Cell Type-Selective Loss of Peroxisomal β-Oxidation Impairs Bipolar Cell but Not Photoreceptor Survival in the Retina.

Retinal degeneration is a common feature in peroxisomal disorders leading to blindness. Peroxisomes are present in the different cell types of the retina; however, their precise contribution to retinal integrity is still unclear. We previously showed that mice lacking the central peroxisomal β-oxidation enzyme, multifunctional protein 2 (MFP2), develop an early onset retinal decay including photoreceptor cell death. To decipher the function of peroxisomal β-oxidation in photoreceptors, we generated cell type selective Mfp2 knockout mice, using the Crx promotor targeting photoreceptors and bipolar cells.
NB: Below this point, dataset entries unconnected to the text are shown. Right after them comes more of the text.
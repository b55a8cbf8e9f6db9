//! Per-group dispatch
//!
//! One [`GroupSlot`] per peripheral group. The inbound path only stages a
//! request and releases the slot's signal; the group worker runs the bound
//! routine, replies, and is the only place a slot is released again.

use parking_lot::Mutex;
use std::net::SocketAddr;
use std::sync::atomic::{AtomicBool, Ordering};
use std::sync::Arc;
use tracing::{debug, error};

use super::routine::TestRoutine;
use super::signal::CompletionSignal;
use crate::errors::TransportError;
use crate::observability::telemetry::record_drop;
use crate::protocol::{BoardId, TestReply, TestRequest, TEST_PACKET_LEN};
use crate::transport::DatagramChannel;

/// Why an inbound test packet got no reply.
#[derive(Debug, Clone, Copy, PartialEq, Eq)]
pub enum DropReason {
    BoardIdMismatch,
    BadSize,
    Malformed,
    UnknownGroup,
    Busy,
}

impl DropReason {
    pub fn as_str(&self) -> &'static str {
        match self {
            DropReason::BoardIdMismatch => "board id mismatch",
            DropReason::BadSize => "bad size",
            DropReason::Malformed => "malformed",
            DropReason::UnknownGroup => "unknown group",
            DropReason::Busy => "busy",
        }
    }
}

#[derive(Debug, Clone, Copy, PartialEq, Eq)]
pub enum Admission {
    Accepted,
    Dropped(DropReason),
}

#[derive(Debug, Clone)]
pub struct PendingRequest {
    pub sender: SocketAddr,
    pub request: TestRequest,
}

pub struct GroupSlot {
    index: usize,
    routine: Arc<dyn TestRoutine>,
    busy: AtomicBool,
    pending: Mutex<Option<PendingRequest>>,
    signal: CompletionSignal,
}

impl GroupSlot {
    fn new(index: usize, routine: Arc<dyn TestRoutine>) -> Self {
        Self {
            index,
            routine,
            busy: AtomicBool::new(false),
            pending: Mutex::new(None),
            signal: CompletionSignal::new(),
        }
    }

    pub fn index(&self) -> usize {
        self.index
    }

    pub fn routine_name(&self) -> &str {
        self.routine.name()
    }

    pub fn is_busy(&self) -> bool {
        self.busy.load(Ordering::SeqCst)
    }

    fn admit(&self, pending: PendingRequest) -> bool {
        if self
            .busy
            .compare_exchange(false, true, Ordering::SeqCst, Ordering::SeqCst)
            .is_err()
        {
            return false;
        }
        *self.pending.lock() = Some(pending);
        self.signal.release();
        true
    }

    /// Serve this group until a reply cannot be sent.
    pub async fn run<C>(&self, channel: &C) -> Result<(), TransportError>
    where
        C: DatagramChannel + ?Sized,
    {
        loop {
            self.signal.wait().await;
            // Tolerate wakes with nothing staged.
            let Some(PendingRequest { sender, request }) = self.pending.lock().take() else {
                continue;
            };

            let mut data = request.data;
            let status = self.routine.run(request.sub_test, &mut data).await;
            debug!(sub_test = request.sub_test, ?status, "Routine finished");

            let reply = TestReply {
                board_id: request.board_id,
                sub_test: request.sub_test,
                data,
                status,
            };
            let sent = channel.send_to(&reply.encode(), sender).await;
            self.busy.store(false, Ordering::SeqCst);

            if let Err(source) = sent {
                error!(peer = %sender, error = %source, "Reply send failed");
                return Err(TransportError::Send {
                    peer: sender,
                    source,
                });
            }
        }
    }
}

/// Routes test packets to group slots by destination port.
pub struct Dispatcher {
    board_id: BoardId,
    group_port_base: u16,
    slots: Vec<Arc<GroupSlot>>,
}

impl Dispatcher {
    pub fn new(
        board_id: BoardId,
        group_port_base: u16,
        routines: Vec<Arc<dyn TestRoutine>>,
    ) -> Self {
        let slots = routines
            .into_iter()
            .enumerate()
            .map(|(index, routine)| Arc::new(GroupSlot::new(index, routine)))
            .collect();
        Self {
            board_id,
            group_port_base,
            slots,
        }
    }

    pub fn board_id(&self) -> BoardId {
        self.board_id
    }

    pub fn group_count(&self) -> usize {
        self.slots.len()
    }

    pub fn slot(&self, group: usize) -> Option<&Arc<GroupSlot>> {
        self.slots.get(group)
    }

    fn group_for_port(&self, port: u16) -> Option<usize> {
        let offset = port.checked_sub(self.group_port_base)? as usize;
        (offset < self.slots.len()).then_some(offset)
    }

    /// Stage a packet that arrived on `local_port`. Never blocks.
    pub fn on_inbound(&self, local_port: u16, bytes: &[u8], sender: SocketAddr) -> Admission {
        let admission = self.admit(local_port, bytes, sender);
        if let Admission::Dropped(reason) = admission {
            record_drop(sender, reason.as_str());
        }
        admission
    }

    fn admit(&self, local_port: u16, bytes: &[u8], sender: SocketAddr) -> Admission {
        match BoardId::peek(bytes) {
            Some(id) if id == self.board_id => {}
            Some(_) => return Admission::Dropped(DropReason::BoardIdMismatch),
            None => return Admission::Dropped(DropReason::BadSize),
        }
        if bytes.len() != TEST_PACKET_LEN {
            return Admission::Dropped(DropReason::BadSize);
        }
        let Some(slot) = self.group_for_port(local_port).and_then(|g| self.slots.get(g)) else {
            return Admission::Dropped(DropReason::UnknownGroup);
        };
        let Ok(request) = TestRequest::decode(bytes) else {
            return Admission::Dropped(DropReason::Malformed);
        };

        if slot.admit(PendingRequest { sender, request }) {
            Admission::Accepted
        } else {
            Admission::Dropped(DropReason::Busy)
        }
    }
}
use imagine_core::ProxyConfig;

#[tokio::main]
async fn main() -> Result<(), anyhow::Error> {
    // Load configuration
    let config = ProxyConfig::from_env()?;

    // Initialize the application (telemetry, upstream client, routes)
    let (_state, router) = imagine_api::setup::initialize_app(config.clone())?;

    // Start the server
    imagine_api::setup::server::start_server(&config, router).await?;

    Ok(())
}
impl RasterHandle {
    pub fn new(source: Bytes) -> Self {
        let format = image::guess_format(&source).ok();
        Self {
            source,
            format,
            settings: Settings::default(),
            steps: Vec::new(),
            released: false,
            max_output_pixels: DEFAULT_MAX_OUTPUT_PIXELS,
            counters: None,
        }
    }

    /// Number of pending pixel steps.
    pub fn pending_steps(&self) -> usize {
        self.steps.len()
    }

    pub fn is_released(&self) -> bool {
        self.released
    }

    fn ensure_open(&self) -> HandleResult {
        if self.released {
            return Err(BackendError::Released);
        }
        Ok(())
    }

    fn push(&mut self, step: Step) -> HandleResult {
        self.ensure_open()?;
        self.steps.push(step);
        Ok(())
    }

    fn configure(&mut self, update: impl FnOnce(&mut Settings)) -> HandleResult {
        self.ensure_open()?;
        update(&mut self.settings);
        Ok(())
    }

    fn source_content_type(&self) -> &'static str {
        self.format
            .map(|format| format.to_mime_type())
            .unwrap_or("application/octet-stream")
    }

    fn decode(&self) -> Result<DynamicImage, BackendError> {
        let decoded = match self.format {
            Some(format) => image::load_from_memory_with_format(&self.source, format),
            None => image::load_from_memory(&self.source),
        };
        decoded.map_err(|e| BackendError::Decode(e.to_string()))
    }

    /// Size a canvas-growing step will allocate, computed before rendering.
    fn output_size(dimensions: (u32, u32), step: &Step) -> HandleResult<Option<(u32, u32)>> {
        let (width, height) = dimensions;
        let size = match step {
            Step::Border(size) => ImageGeometry::border_size(dimensions, *size)?,
            Step::Extent(size) => ImageGeometry::extent_size(dimensions, *size),
            Step::Frame(frame) => ImageGeometry::frame_size(dimensions, *frame)?,
            Step::Resize(geometry) => ImageResize::calculate_dimensions(width, height, geometry),
            Step::Rotate { degrees, .. } => ImageOrientation::rotated_size(dimensions, *degrees),
            Step::Scale(size) => ImageResize::calculate_dimensions(
                width,
                height,
                &ResizeGeometry {
                    width: size.width,
                    height: size.height,
                    options: None,
                },
            ),
            Step::Shadow { sigma, .. } => ImageGeometry::shadow_size(dimensions, *sigma)?,
            _ => return Ok(None),
        };
        Ok(Some(size))
    }

    fn check_output_size(&self, dimensions: (u32, u32), step: &Step) -> HandleResult {
        let Some((width, height)) = Self::output_size(dimensions, step)? else {
            return Ok(());
        };
        if width as u64 * height as u64 > self.max_output_pixels {
            return Err(BackendError::OutputTooLarge {
                width,
                height,
                limit: self.max_output_pixels,
            });
        }
        Ok(())
    }

    fn render(&self, img: DynamicImage, step: &Step, s: &Resolved) -> HandleResult<DynamicImage> {
        self.check_output_size(img.dimensions(), step)?;
        let rendered = match step {
            Step::AutoOrient => ImageOrientation::apply_exif_orientation(img, &self.source),
            Step::Backdrop => ImageFilters::backdrop(img),
            Step::Blur(radius) => ImageFilters::apply_blur(img, *radius),
            Step::Border(size) => ImageGeometry::border(&img, *size, s.border)?,
            Step::Charcoal(factor) => ImageEffects::charcoal(img, *factor),
            Step::Chop(region) => ImageGeometry::chop(&img, *region, s.gravity),
            Step::Colors(count) => ImageFilters::reduce_colors(img, *count, s.dither),
            Step::Contrast(multiplier) => ImageFilters::adjust_contrast(img, *multiplier),
            Step::Crop(region) => ImageGeometry::crop(&img, *region, s.gravity)?,
            Step::Dissolve(percent) => ImageFilters::dissolve(img, *percent),
            Step::Emboss(radius) => ImageEffects::emboss(img, *radius),
            Step::Enhance => ImageEffects::enhance(img),
            Step::Equalize => ImageFilters::equalize(img),
            Step::Extent(size) => ImageGeometry::extent(&img, *size, s.gravity, s.box_fill),
            Step::Flip => ImageOrientation::apply_flip_vertical(img),
            Step::Flop => ImageOrientation::apply_flip_horizontal(img),
            Step::Frame(frame) => ImageGeometry::frame(&img, *frame, s.matte)?,
            Step::Gaussian { radius, sigma } => ImageFilters::apply_gaussian(img, *radius, *sigma),
            Step::Implode(factor) => ImageEffects::implode(img, *factor),
            Step::Lower(size) => ImageGeometry::lower(&img, *size),
            Step::Monochrome => ImageFilters::monochrome(img, s.dither),
            Step::Negative => ImageFilters::apply_invert(img),
            Step::Normalize => ImageFilters::normalize(img),
            Step::Paint(radius) => ImageEffects::paint(img, *radius),
            Step::Resize(geometry) => ImageResize::apply_resize(&img, geometry, s.filter),
            Step::Rotate {
                background,
                degrees,
            } => {
                let fill = if background.is_empty() {
                    s.box_fill
                } else {
                    parse_color(background)?
                };
                ImageOrientation::rotate(img, *degrees, fill, s.antialias)
            }
            Step::Scale(size) => ImageResize::scale(&img, *size, s.antialias),
            Step::Shadow { opacity, sigma } => {
                ImageGeometry::shadow(&img, *opacity, *sigma, s.foreground)?
            }
            Step::Solarize(percent) => ImageFilters::solarize(img, *percent),
            Step::Swirl(degrees) => ImageEffects::swirl(img, *degrees),
            Step::Threshold(percent) => ImageFilters::threshold(img, *percent),
            Step::Trim => ImageGeometry::trim(&img),
        };
        Ok(rendered)
    }
}
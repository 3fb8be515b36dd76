//! Output encoding
//!
//! Chooses the output format from the `compress` setting (falling back to the
//! source format), encodes with the requested quality and embeds the image
//! comment when the container supports one.

use bytes::Bytes;
use image::{DynamicImage, GenericImageView, ImageFormat};
use img_parts::jpeg::{markers, Jpeg, JpegSegment};
use img_parts::png::{Png, PngChunk};
use imagine_core::BackendError;
use std::io::Cursor;

const DEFAULT_JPEG_QUALITY: u32 = 75;
const DEFAULT_WEBP_QUALITY: u32 = 80;

/// Output format for encoded images
#[derive(Debug, Clone, Copy, PartialEq, Eq)]
pub enum OutputFormat {
    Jpeg,
    Png,
    WebP,
    Gif,
}

impl OutputFormat {
    /// Map a `compress` token to a format. `None` keeps the source format.
    pub fn from_compress(kind: &str) -> Result<Option<Self>, BackendError> {
        match kind.to_lowercase().as_str() {
            "jpeg" | "jpg" => Ok(Some(OutputFormat::Jpeg)),
            "png" | "zip" | "lossless" => Ok(Some(OutputFormat::Png)),
            "webp" => Ok(Some(OutputFormat::WebP)),
            "none" => Ok(None),
            _ => Err(BackendError::UnsupportedValue {
                setting: "compress",
                value: kind.to_string(),
            }),
        }
    }

    /// Format to re-encode a decoded source as. Unwritable formats become PNG.
    pub fn from_image_format(format: Option<ImageFormat>) -> Self {
        match format {
            Some(ImageFormat::Jpeg) => OutputFormat::Jpeg,
            Some(ImageFormat::WebP) => OutputFormat::WebP,
            Some(ImageFormat::Gif) => OutputFormat::Gif,
            _ => OutputFormat::Png,
        }
    }

    pub fn to_mime_type(self) -> &'static str {
        match self {
            OutputFormat::Jpeg => "image/jpeg",
            OutputFormat::Png => "image/png",
            OutputFormat::WebP => "image/webp",
            OutputFormat::Gif => "image/gif",
        }
    }
}

/// Encoding service
pub struct ImageEncoder;

impl ImageEncoder {
    /// Encode `img` as `format`, then attach `comment` if given
    pub fn encode(
        img: &DynamicImage,
        format: OutputFormat,
        quality: Option<u32>,
        comment: Option<&str>,
    ) -> Result<Bytes, BackendError> {
        let encoded = match format {
            OutputFormat::Jpeg => {
                Self::compress_jpeg(img, quality.unwrap_or(DEFAULT_JPEG_QUALITY))?
            }
            OutputFormat::WebP => {
                Self::compress_webp(img, quality.unwrap_or(DEFAULT_WEBP_QUALITY))
            }
            OutputFormat::Png => Self::write_with(img, ImageFormat::Png)?,
            OutputFormat::Gif => Self::write_with(img, ImageFormat::Gif)?,
        };

        match comment {
            Some(text) => Self::embed_comment(encoded, format, text),
            None => Ok(encoded),
        }
    }

    /// Compress to JPEG using mozjpeg
    fn compress_jpeg(img: &DynamicImage, quality: u32) -> Result<Bytes, BackendError> {
        let rgb_img = img.to_rgb8();
        let (width, height) = rgb_img.dimensions();

        let mut comp = mozjpeg::Compress::new(mozjpeg::ColorSpace::JCS_RGB);
        comp.set_size(width as usize, height as usize);
        comp.set_quality(quality.clamp(1, 100) as f32);
        comp.set_progressive_mode();
        comp.set_optimize_coding(true);

        let mut comp = comp.start_compress(Vec::new())?;
        comp.write_scanlines(&rgb_img)?;
        let jpeg_data = comp.finish()?;

        Ok(Bytes::from(jpeg_data))
    }

    /// Compress to WebP
    fn compress_webp(img: &DynamicImage, quality: u32) -> Bytes {
        let (width, height) = img.dimensions();
        let rgba_img = img.to_rgba8();

        let encoder = webp::Encoder::from_rgba(&rgba_img, width, height);
        let webp_data = encoder.encode(quality.min(100) as f32);

        Bytes::copy_from_slice(&webp_data)
    }

    fn write_with(img: &DynamicImage, format: ImageFormat) -> Result<Bytes, BackendError> {
        let mut buffer = Vec::new();
        let mut cursor = Cursor::new(&mut buffer);

        let result = match format {
            // GIF frames are RGBA
            ImageFormat::Gif => {
                DynamicImage::ImageRgba8(img.to_rgba8()).write_to(&mut cursor, format)
            }
            _ => img.write_to(&mut cursor, format),
        };
        result.map_err(|e| BackendError::Encode(e.to_string()))?;

        Ok(Bytes::from(buffer))
    }

    /// Store `text` as a JPEG COM segment or a PNG tEXt chunk
    fn embed_comment(data: Bytes, format: OutputFormat, text: &str) -> Result<Bytes, BackendError> {
        match format {
            OutputFormat::Jpeg => {
                let mut jpeg =
                    Jpeg::from_bytes(data).map_err(|e| BackendError::Encode(e.to_string()))?;
                let segment = JpegSegment::new_with_contents(
                    markers::COM,
                    Bytes::copy_from_slice(text.as_bytes()),
                );
                // After the APPn segments
                let segments = jpeg.segments_mut();
                let position = segments
                    .iter()
                    .position(|s| !(markers::APP0..=markers::APP15).contains(&s.marker()))
                    .unwrap_or(segments.len());
                segments.insert(position, segment);
                Ok(jpeg.encoder().bytes())
            }
            OutputFormat::Png => {
                let mut png =
                    Png::from_bytes(data).map_err(|e| BackendError::Encode(e.to_string()))?;
                let mut contents = b"Comment\0".to_vec();
                contents.extend_from_slice(text.as_bytes());
                let chunk = PngChunk::new(*b"tEXt", Bytes::from(contents));

                let chunks = png.chunks_mut();
                let position = chunks.len().saturating_sub(1);
                chunks.insert(position, chunk);
                Ok(png.encoder().bytes())
            }
            OutputFormat::WebP | OutputFormat::Gif => {
                tracing::debug!(
                    format = ?format,
                    "Comment not supported by output format, skipping"
                );
                Ok(data)
            }
        }
    }
}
Surprisingly, Crx-Mfp2 ^-/- mice maintained photoreceptor length and number until the age of 1 year. A negative electroretinogram was indicative of preserved photoreceptor phototransduction, but impaired downstream bipolar cell signaling from the age of 6 months. The photoreceptor ribbon synapse was affected, containing free-floating ribbons and vesicles with altered size and density. The bipolar cell interneurons sprouted into the ONL and died. Whereas docosahexaenoic acid levels were normal in the neural retina, levels of lipids containing very long chain polyunsaturated fatty acids were highly increased. Crx-Pex5 ^-/- mice, in which all peroxisomal functions are inactivated in photoreceptors and bipolar cells, developed the same phenotype as Crx-Mfp2 ^-/- mice. In conclusion, the early photoreceptor death in global Mfp2 ^-/- mice is not driven cell autonomously. However, peroxisomal β-oxidation is essential for the integrity of photoreceptor ribbon synapses and of bipolar cells.